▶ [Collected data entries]
----------------
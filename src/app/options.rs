use std::time::Duration;

/// Terminal front end settings. Widget behaviour lives in
/// [`WidgetOptions`](crate::WidgetOptions).
#[derive(Debug, Clone)]
pub struct UiOptions {
    /// How long to wait for input before polling the store again.
    pub tick_rate: Duration,
    pub confirm_exit: bool,
    pub show_help: bool,
    pub title: Option<String>,
}

impl Default for UiOptions {
    fn default() -> Self {
        Self {
            tick_rate: Duration::from_millis(250),
            confirm_exit: true,
            show_help: true,
            title: None,
        }
    }
}

impl UiOptions {
    pub fn with_help(mut self, show: bool) -> Self {
        self.show_help = show;
        self
    }

    pub fn with_confirm_exit(mut self, confirm: bool) -> Self {
        self.confirm_exit = confirm;
        self
    }

    pub fn with_tick_rate(mut self, tick_rate: Duration) -> Self {
        self.tick_rate = tick_rate;
        self
    }

    pub fn with_title(mut self, title: impl Into<String>) -> Self {
        self.title = Some(title.into());
        self
    }
}
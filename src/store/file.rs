use std::{
    fs,
    io::ErrorKind,
    path::{Path, PathBuf},
};

use percent_encoding::percent_decode_str;
use serde_json::{Map, Value};
use tracing::{debug, info};

use crate::domain::{ListItem, check_list_document};

use super::{ChangeListener, FieldStore, StoreError, SubscriptionId, Subscribers};

/// Field store backed by a JSON document on disk.
///
/// The field lives at `pointer` inside the document (the whole document for
/// an empty pointer); everything else in the document is preserved on write.
/// Changes made by other processes are picked up by [`JsonFileStore::poll`].
#[derive(Debug)]
pub struct JsonFileStore {
    path: PathBuf,
    pointer: String,
    tokens: Vec<String>,
    last_seen: Option<Vec<ListItem>>,
    subscribers: Subscribers,
}

impl JsonFileStore {
    pub fn open(path: impl AsRef<Path>, pointer: &str) -> Result<Self, StoreError> {
        let (pointer, tokens) = parse_pointer(pointer)?;
        let mut store = Self {
            path: path.as_ref().to_path_buf(),
            pointer,
            tokens,
            last_seen: None,
            subscribers: Subscribers::default(),
        };
        store.last_seen = store.read()?;
        Ok(store)
    }

    pub fn path(&self) -> &Path {
        &self.path
    }

    pub fn pointer(&self) -> &str {
        &self.pointer
    }

    /// Re-read the document and notify listeners when the field changed
    /// since the last read or write. Returns whether a change was seen.
    pub fn poll(&mut self) -> Result<bool, StoreError> {
        let current = self.read()?;
        if current == self.last_seen {
            return Ok(false);
        }
        info!(path = %self.path.display(), pointer = %self.pointer, "field changed on disk");
        self.last_seen = current.clone();
        if let Some(items) = current {
            self.subscribers.notify(&items);
        }
        Ok(true)
    }

    fn load_document(&self) -> Result<Option<Value>, StoreError> {
        match fs::read_to_string(&self.path) {
            Ok(contents) if contents.trim().is_empty() => Ok(None),
            Ok(contents) => Ok(Some(serde_json::from_str(&contents)?)),
            Err(err) if err.kind() == ErrorKind::NotFound => Ok(None),
            Err(source) => Err(StoreError::Io {
                path: self.path.display().to_string(),
                source,
            }),
        }
    }
}

impl FieldStore for JsonFileStore {
    fn read(&self) -> Result<Option<Vec<ListItem>>, StoreError> {
        let Some(document) = self.load_document()? else {
            return Ok(None);
        };
        let Some(field) = lookup(&document, &self.tokens) else {
            return Ok(None);
        };
        if field.is_null() {
            return Ok(None);
        }
        check_list_document(field).map_err(StoreError::Schema)?;
        let items = serde_json::from_value(field.clone())?;
        Ok(Some(items))
    }

    fn write(&mut self, items: &[ListItem]) -> Result<(), StoreError> {
        let mut document = self.load_document()?.unwrap_or(Value::Null);
        let field = serde_json::to_value(items)?;
        insert_at(&mut document, &self.tokens, field).map_err(|message| StoreError::Pointer {
            pointer: self.pointer.clone(),
            message,
        })?;
        let rendered = serde_json::to_string_pretty(&document)?;
        if let Some(parent) = self.path.parent().filter(|dir| !dir.as_os_str().is_empty()) {
            fs::create_dir_all(parent).map_err(|source| StoreError::Io {
                path: parent.display().to_string(),
                source,
            })?;
        }
        fs::write(&self.path, rendered).map_err(|source| StoreError::Io {
            path: self.path.display().to_string(),
            source,
        })?;
        debug!(path = %self.path.display(), count = items.len(), "field written");
        self.last_seen = Some(items.to_vec());
        self.subscribers.notify(items);
        Ok(())
    }

    fn subscribe(&mut self, listener: ChangeListener) -> SubscriptionId {
        self.subscribers.add(listener)
    }

    fn unsubscribe(&mut self, id: SubscriptionId) {
        self.subscribers.remove(id);
    }

    fn refresh(&mut self) -> Result<bool, StoreError> {
        self.poll()
    }
}

/// Accepts plain JSON pointers (`/fields/addresses`) and URI fragments
/// (`#/fields/home%20address`).
fn parse_pointer(raw: &str) -> Result<(String, Vec<String>), StoreError> {
    let trimmed = raw.trim();
    let pointer = if let Some(fragment) = trimmed.strip_prefix('#') {
        percent_decode_str(fragment)
            .decode_utf8()
            .map_err(|err| StoreError::Pointer {
                pointer: raw.to_string(),
                message: format!("invalid percent-encoding: {err}"),
            })?
            .to_string()
    } else {
        trimmed.to_string()
    };
    if pointer.is_empty() {
        return Ok((pointer, Vec::new()));
    }
    let Some(rest) = pointer.strip_prefix('/') else {
        return Err(StoreError::Pointer {
            pointer: raw.to_string(),
            message: "pointer must be empty or start with '/'".to_string(),
        });
    };
    let tokens = rest
        .split('/')
        .map(|token| token.replace("~1", "/").replace("~0", "~"))
        .collect();
    Ok((pointer, tokens))
}

fn lookup<'a>(document: &'a Value, tokens: &[String]) -> Option<&'a Value> {
    let mut current = document;
    for token in tokens {
        current = match current {
            Value::Object(map) => map.get(token)?,
            Value::Array(items) => items.get(token.parse::<usize>().ok()?)?,
            _ => return None,
        };
    }
    Some(current)
}

/// Place `value` at `tokens`, creating missing object members on the way.
///
/// Existing arrays are only descended into at an existing index, and scalars
/// are never replaced by a container, so nothing outside the field is lost.
fn insert_at(root: &mut Value, tokens: &[String], value: Value) -> Result<(), String> {
    let Some((head, rest)) = tokens.split_first() else {
        *root = value;
        return Ok(());
    };
    if root.is_null() {
        *root = Value::Object(Map::new());
    }
    match root {
        Value::Object(map) => {
            let entry = map.entry(head.clone()).or_insert(Value::Null);
            insert_at(entry, rest, value)
        }
        Value::Array(items) => {
            let len = items.len();
            let slot = head
                .parse::<usize>()
                .ok()
                .and_then(|position| items.get_mut(position))
                .ok_or_else(|| format!("'{head}' is not an index of an array of {len}"))?;
            insert_at(slot, rest, value)
        }
        other => Err(format!("cannot descend into {other} at '{head}'")),
    }
}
----------------
▶ [Work to complete] The lines running from the start of the data through the one that contains "pub fn open(path: impl" should be reproduced exactly, and only those.

▶ [Answer for the task]
filename src/app/options.rs
use std::time::Duration;

/// Terminal front end settings. Widget behaviour lives in
/// [`WidgetOptions`](crate::WidgetOptions).
#[derive(Debug, Clone)]
pub struct UiOptions {
    /// How long to wait for input before polling the store again.
    pub tick_rate: Duration,
    pub confirm_exit: bool,
    pub show_help: bool,
    pub title: Option<String>,
}

impl Default for UiOptions {
    fn default() -> Self {
        Self {
            tick_rate: Duration::from_millis(250),
            confirm_exit: true,
            show_help: true,
            title: None,
        }
    }
}

impl UiOptions {
    pub fn with_help(mut self, show: bool) -> Self {
        self.show_help = show;
        self
    }

    pub fn with_confirm_exit(mut self, confirm: bool) -> Self {
        self.confirm_exit = confirm;
        self
    }

    pub fn with_tick_rate(mut self, tick_rate: Duration) -> Self {
        self.tick_rate = tick_rate;
        self
    }

    pub fn with_title(mut self, title: impl Into<String>) -> Self {
        self.title = Some(title.into());
        self
    }
}
filename src/store/file.rs
use std::{
    fs,
    io::ErrorKind,
    path::{Path, PathBuf},
};

use percent_encoding::percent_decode_str;
use serde_json::{Map, Value};
use tracing::{debug, info};

use crate::domain::{ListItem, check_list_document};

use super::{ChangeListener, FieldStore, StoreError, SubscriptionId, Subscribers};

/// Field store backed by a JSON document on disk.
///
/// The field lives at `pointer` inside the document (the whole document for
/// an empty pointer); everything else in the document is preserved on write.
/// Changes made by other processes are picked up by [`JsonFileStore::poll`].
#[derive(Debug)]
pub struct JsonFileStore {
    path: PathBuf,
    pointer: String,
    tokens: Vec<String>,
    last_seen: Option<Vec<ListItem>>,
    subscribers: Subscribers,
}

impl JsonFileStore {
    pub fn open(path: impl AsRef<Path>, pointer: &str) -> Result<Self, StoreError> {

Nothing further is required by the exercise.